И что случилось за ночь? Такое вчера романтичное настроение было, вся готова любить, а проснулась как мегера, даже Фиса не выдержала:
– Ты девонька характер-то спрячь, сама согласие дала, все бумажки подписала, теперь лицо белое от мужа не вороти, достойна будь.
Я только вздохнула, ну подписала, ну согласие дала. Уже в бассейне я поняла, это страх во мне за ночь собрался. Один раз я уже была замужем, есть что вспомнить. Как бы театрально не выглядела свадьба, с танцами и букетами, я к ней отнеслась неожиданно серьезно. Поцелуй, он заставляет меня посмотреть на все действо несколько иначе.
Вито принес поднос с едой и сказал, что по закону я до самого ритуала не должна выходить из комнаты. Безропотно позавтракав, я скромно села на постели в ожидании процедуры надевания свадебного платья. Фиса героически молчала. Что-то изменилось в наших отношениях после моего вчерашнего демарша, когда я так жестко заявила, это наше дело, мужа и жены. Она как бы от меня отдалилась, и мне не хочется думать, что это демонстрация, а признание моего личного права вести себя так, как я посчитаю нужным.
– Фиса, ты прости меня, но мне нужно было Амиру…
– Ты права, девонька, так все и должно быть, проснулось твое истинное женское, камешки распались, душа твоя в окошечко и выглянула. И она с мужем твоим говорила, показала ему дороженьку к сердцу твоему.
И опять я удивилась, какой такой путь, шею что подставила, кровь свою предложила? Фиса поняла мое удивление и таинственно ответила:
– Как он тебя поймет, такова и дорожка будет.

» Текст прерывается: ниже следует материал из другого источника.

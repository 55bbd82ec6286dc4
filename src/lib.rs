//! PriceWatch Library
//!
//! Streaming price-drop detection: decode observations off an ingestion
//! stream, compare each against stored history, persist it and raise a
//! crash alert when the drop crosses the configured threshold.

pub mod alerts;
pub mod app;
pub mod codec;
pub mod config;
pub mod consumer;
pub mod detector;
pub mod errors;
pub mod fetcher;
pub mod history;
pub mod logging;
pub mod stream;
pub mod types;

#[cfg(feature = "reader-api")]
pub mod reader;
//! Tracing subscriber setup

use tracing_subscriber::EnvFilter;

/// Install the global subscriber. `RUST_LOG` wins over the default
/// `info` level; `json` switches to one JSON object per line.
pub fn init(json: bool) {
    let filter = EnvFilter::try_from_default_env().unwrap_or_else(|_| EnvFilter::new("info"));

    let builder = tracing_subscriber::fmt()
        .with_env_filter(filter)
        .with_target(true);

    let result = if json {
        builder.json().with_current_span(false).try_init()
    } else {
        builder.try_init()
    };

    if let Err(e) = result {
        eprintln!("Logging already initialized: {}", e);
    }
}
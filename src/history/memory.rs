//! In-memory history index

use async_trait::async_trait;
use chrono::{DateTime, Utc};
use std::collections::{BTreeMap, HashMap};
use tokio::sync::RwLock;

use super::{validate_key, HistoryStore};
use crate::errors::StoreError;
use crate::types::Observation;

type Partition = BTreeMap<DateTime<Utc>, Observation>;

/// Per-id ordered map behind an async lock. Also serves as the index of
/// [`super::CsvHistoryStore`].
#[derive(Debug, Default)]
pub struct MemoryHistoryStore {
    partitions: RwLock<HashMap<String, Partition>>,
}

impl MemoryHistoryStore {
    pub fn new() -> Self {
        Self::default()
    }

    /// Build an index from already-validated observations; later entries win
    /// on key collision
    pub fn from_observations(observations: impl IntoIterator<Item = Observation>) -> Self {
        let mut partitions: HashMap<String, Partition> = HashMap::new();
        for obs in observations {
            partitions
                .entry(obs.id.clone())
                .or_default()
                .insert(obs.timestamp, obs);
        }
        Self {
            partitions: RwLock::new(partitions),
        }
    }

    /// Number of stored observations across all ids
    pub async fn len(&self) -> usize {
        self.partitions
            .read()
            .await
            .values()
            .map(|p| p.len())
            .sum()
    }

    pub async fn is_empty(&self) -> bool {
        self.len().await == 0
    }

    /// Insert without validation; used when replaying trusted journals
    pub(crate) async fn insert(&self, obs: Observation) {
        let mut partitions = self.partitions.write().await;
        partitions
            .entry(obs.id.clone())
            .or_default()
            .insert(obs.timestamp, obs);
    }
}

#[async_trait]
impl HistoryStore for MemoryHistoryStore {
    async fn find_latest_at_or_before(
        &self,
        id: &str,
        cutoff: DateTime<Utc>,
    ) -> Result<Option<Observation>, StoreError> {
        let partitions = self.partitions.read().await;
        Ok(partitions
            .get(id)
            .and_then(|p| p.range(..=cutoff).next_back())
            .map(|(_, obs)| obs.clone()))
    }

    async fn put(&self, obs: &Observation) -> Result<(), StoreError> {
        validate_key(obs)?;
        self.insert(obs.clone()).await;
        Ok(())
    }

    async fn find_since(
        &self,
        id: &str,
        floor: DateTime<Utc>,
    ) -> Result<Vec<Observation>, StoreError> {
        let partitions = self.partitions.read().await;
        Ok(partitions
            .get(id)
            .map(|p| p.range(floor..).map(|(_, obs)| obs.clone()).collect())
            .unwrap_or_default())
    }
}
//! History Reader API
//!
//! Read-only HTTP view over stored observations, for display.
//! Only compiled when the `reader-api` feature is enabled.

mod api;

pub use api::create_router;

use serde::Serialize;
use std::sync::Arc;

use crate::history::HistoryStore;

/// Shared state for the reader routes
#[derive(Clone)]
pub struct ReaderState {
    pub store: Arc<dyn HistoryStore>,
    /// Asset used when the query names none
    pub default_id: String,
    pub default_hours: i64,
    pub max_hours: i64,
}

/// Uniform JSON envelope
#[derive(Debug, Clone, Serialize)]
pub struct ApiResponse<T> {
    pub success: bool,
    pub data: Option<T>,
    pub error: Option<String>,
}

impl<T: Serialize> ApiResponse<T> {
    pub fn success(data: T) -> Self {
        Self {
            success: true,
            data: Some(data),
            error: None,
        }
    }

    pub fn error(msg: impl Into<String>) -> Self {
        Self {
            success: false,
            data: None,
            error: Some(msg.into()),
        }
    }
}

/// Start the reader server
pub async fn start_server(state: ReaderState, port: u16) -> anyhow::Result<()> {
    let app = create_router(state);
    let addr = std::net::SocketAddr::from(([0, 0, 0, 0], port));

    tracing::info!("History reader API starting on http://{}", addr);

    let listener = tokio::net::TcpListener::bind(addr).await?;
    axum::serve(listener, app).await?;

    Ok(())
}
//! Crash alert wording

use chrono::Duration;
use rust_decimal::{Decimal, RoundingStrategy};

use crate::detector::format_window;
use crate::types::{format_timestamp, DropEvaluation, Observation};

/// Subject/body pair handed to an [`super::AlertSink`]
#[derive(Debug, Clone, PartialEq, Eq)]
pub struct AlertMessage {
    pub subject: String,
    pub body: String,
}

/// Build the crash alert for a committed evaluation. `None` when the
/// evaluation carries no reference (nothing to compare against).
pub fn crash_alert(
    current: &Observation,
    evaluation: &DropEvaluation,
    window: Duration,
) -> Option<AlertMessage> {
    let reference_price = evaluation.reference_price?;
    let drop = evaluation.percent_drop?;
    let window = format_window(window);

    let subject = format!(
        "🚨 {} CRASH ALERT: -{}% in {}",
        current.id.to_uppercase(),
        format_percent(drop),
        window
    );

    let mut body = format!(
        "WARNING: {} dropped {}% within the last {}.\n\n\
         Current Price: {} ({})\n\
         Reference Price: {}",
        current.id,
        format_percent(drop),
        window,
        format_usd(evaluation.current_price),
        format_timestamp(&current.timestamp),
        format_usd(reference_price),
    );
    if let Some(ts) = evaluation.reference_timestamp {
        body.push_str(&format!(" ({})", format_timestamp(&ts)));
    }
    body.push_str(&format!(
        "\nSource: {}\n\ncurrent={} old={} drop={}%\n",
        current.source,
        evaluation.current_price.normalize(),
        reference_price.normalize(),
        format_percent(drop)
    ));

    Some(AlertMessage { subject, body })
}

fn format_percent(value: Decimal) -> String {
    format!(
        "{:.2}",
        value.round_dp_with_strategy(2, RoundingStrategy::MidpointAwayFromZero)
    )
}

/// `$1,234,567.89` style rendering
pub fn format_usd(value: Decimal) -> String {
    let rounded = value.round_dp_with_strategy(2, RoundingStrategy::MidpointAwayFromZero);
    let text = format!("{:.2}", rounded.abs());
    let (int_part, frac_part) = text.split_once('.').unwrap_or((text.as_str(), "00"));

    let mut grouped = String::with_capacity(int_part.len() + int_part.len() / 3);
    for (i, ch) in int_part.chars().enumerate() {
        if i > 0 && (int_part.len() - i) % 3 == 0 {
            grouped.push(',');
        }
        grouped.push(ch);
    }

    let sign = if rounded < Decimal::ZERO { "-" } else { "" };
    format!("{}${}.{}", sign, grouped, frac_part)
}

Неожиданно улыбнулась, даже глаза опустила и громко зашептала:
– А тело твое горячее он устами своими уже …
– Что?! Какое такое тело? О чем ты говоришь? Он только меня поцеловал…Фиса!
Она быстро взглянула на меня, опять опустила глаза и изобразила на лице такое умиление, что я задохнулась от возмущения:
– Говори, что на самом деле делали со мной!
– Голубка моя сизокрылая, спасали тебя, как могли, так и спасали.
– Фиса!
– Только его ты и допустила к себе, к боли своей, прижалась к нему сама, он тебя губами коснулся, да и почувствовал кожу твою нежную, губами почувствовал, ощутил боль твою, куда ни коснется, так все и чувствует.
– И где… касался?
– Дак милочка, куда смог губами своими горячими дотянуться, там и касался, а ты сама тело свое белое губам-то и подставляла, тянулась к нему, да и поцеловала.
– Я?!
Фиса смотрела на меня и радовалась, вот и спелись голубки, почти сеновал, раз поцелуи, то совсем хорошо, потому как уже по документу жена официальная. Вот почему Амир так себя вел, когда я спрашивала, кто же меня целовал, голову опустил, сразу ответил, прикрыл меня перед собой. Сама приставала, а потом стала выяснять, парню … ну, с ним правильно получилось. Я закрыла лицо руками, спряталась от веселого взгляда Фисы. Она подошла ко мне и погладила по волосам.